During the May 1 telephone conference, the pro se Defendant indicated he was aware of the motion to compel and other deadlines in the case but asserted that he doesn’t understand the litigation process and is unable to afford counsel. The Court encouraged Defendant to familiarize himself with the Federal Rules of Civil Procedure as well as the District of Kansas Local Rules. The Court instructed Defendant to pay attention and respond to motions because the case will not simply go away.

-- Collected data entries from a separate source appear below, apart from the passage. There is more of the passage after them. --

//! File discovery: recursive enumeration under the roots, then extension filtering.
//!
//! Discovery never touches file contents and never spawns a process, so the whole
//! phase can be exercised against a scratch directory tree.

use ignore::WalkBuilder;
use std::fs;
use std::io;
use std::path::{Path, PathBuf};

#[derive(Debug, thiserror::Error)]
pub enum DiscoveryError {
    /// The root exists but its metadata could not be read
    #[error("Failed to access root directory {}", .root.display())]
    Root { root: PathBuf, source: io::Error },

    /// A directory below the root could not be traversed
    #[error("Error walking directory {}", .root.display())]
    Walk { root: PathBuf, source: ignore::Error },
}

/// Collect every regular file below each root, root by root.
///
/// A root that does not exist, or is not a directory, contributes nothing.
/// Paths are not deduplicated across roots.
pub fn enumerate_files(roots: &[PathBuf]) -> Result<Vec<PathBuf>, DiscoveryError> {
    let mut file_paths = Vec::new();

    for root in roots {
        match fs::metadata(root) {
            Ok(metadata) if metadata.is_dir() => {}
            Ok(_) => {
                log::debug!("Skipping root {}: not a directory", root.display());
                continue;
            }
            Err(e) if e.kind() == io::ErrorKind::NotFound => {
                log::debug!("Skipping root {}: does not exist", root.display());
                continue;
            }
            Err(source) => {
                return Err(DiscoveryError::Root {
                    root: root.clone(),
                    source,
                });
            }
        }

        let mut walk_builder = WalkBuilder::new(root);
        walk_builder.ignore(false); // No .ignore files
        walk_builder.git_ignore(false); // No .gitignore files
        walk_builder.git_global(false); // No global gitignore
        walk_builder.git_exclude(false); // No .git/info/exclude
        walk_builder.parents(false); // No ignore files from parent directories
        walk_builder.hidden(false); // Include hidden files and directories
        walk_builder.follow_links(false);
        walk_builder.sort_by_file_name(|a, b| a.cmp(b));

        let before = file_paths.len();
        for result in walk_builder.build() {
            let entry = result.map_err(|source| DiscoveryError::Walk {
                root: root.clone(),
                source,
            })?;
            let path = entry.path();
            // Follows symlinks, so a link to a regular file counts as a file
            if path.is_file() {
                file_paths.push(path.to_path_buf());
            }
        }
        log::debug!("Found {} files under {}", file_paths.len() - before, root.display());
    }

    Ok(file_paths)
}

/// Whether the suffix after the last `.` of the file name is in `extensions`.
///
/// Matching is exact and case-sensitive. Names without a suffix, including
/// dot-files such as `.clang-format`, never match.
pub fn has_extension<S: AsRef<str>>(path: &Path, extensions: &[S]) -> bool {
    path.extension()
        .and_then(|ext| ext.to_str())
        .is_some_and(|ext| extensions.iter().any(|allowed| allowed.as_ref() == ext))
}

/// Keep only the paths with an eligible extension, preserving order.
pub fn filter_by_extension<S: AsRef<str>>(files: Vec<PathBuf>, extensions: &[S]) -> Vec<PathBuf> {
    files
        .into_iter()
        .filter(|path| has_extension(path, extensions))
        .collect()
}

/// Build the complete list of files to format.
pub fn discover<S: AsRef<str>>(roots: &[PathBuf], extensions: &[S]) -> Result<Vec<PathBuf>, DiscoveryError> {
    let files = enumerate_files(roots)?;
    let total = files.len();
    let eligible = filter_by_extension(files, extensions);
    log::info!("Discovered {} eligible files ({total} enumerated)", eligible.len());
    Ok(eligible)
}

Plaintiff indicated it had subpoenaed information from PayCompass but had not attempted to enforce the subpoena in Arizona courts. Instead, Plaintiff tried to get the information from Defendant because it was trying to be “judicious” with costs in the case. The Court explained to Plaintiff that involving the Arizona courts to enforce the subpoena against PayCompass might be necessary. Defendant indicated that he is unable to provide certain requested information because of his current employer, PayCompass. Plaintiff responded that the entire discovery process in this case has been “frustrated” by Defendant and PayCompass.
II. Analysis.
A. Motion to Compel.
Defendant has not filed a response to Plaintiff’s motion to compel and the time to do so has expired, including the additional time provided by the Court. ( See Doc. 76, text Order.) Pursuant to District of Kansas local rules:
A party opposing a motion must file a response, and the moving party may file a reply within the time provided in D. Kan. Rule 6.1(d). If a response is not filed by the applicable deadline, the court will consider and decide the motion as an uncontested motion. Ordinarily, the court will grant the motion without further notice.
D. Kan. Rule 7.1(c). This District has applied this rule to motions to compel. See KCI Auto Auction, Inc. v. Ephrem , No. 19-1040-EFM-GEB, 2019 WL 5395743 (D. Kan. Oct. 22, 2019); Firestone v. Hawker Beechcraft Intern. Serv. Co. , No. 10-1404-JWL-KGS, 2012 WL 899270, at *1 (D. Kan. March *6 16, 2012); Houck v. City of Prairie Village, Kansas , No. 95-4066-RDR, 95-4067-SAC, 1996 WL 560251, at *1 (D. Kan. Sept. 24, 1996). See also Bryant v. Westlake Mngmt. Servs., Inc. , D. Kan. Case No. 21- 1058-JAR-ADM (Doc. 27, Order, August 12, 2021) (granting as unopposed a motion to compel to which a pro se plaintiff failed to respond).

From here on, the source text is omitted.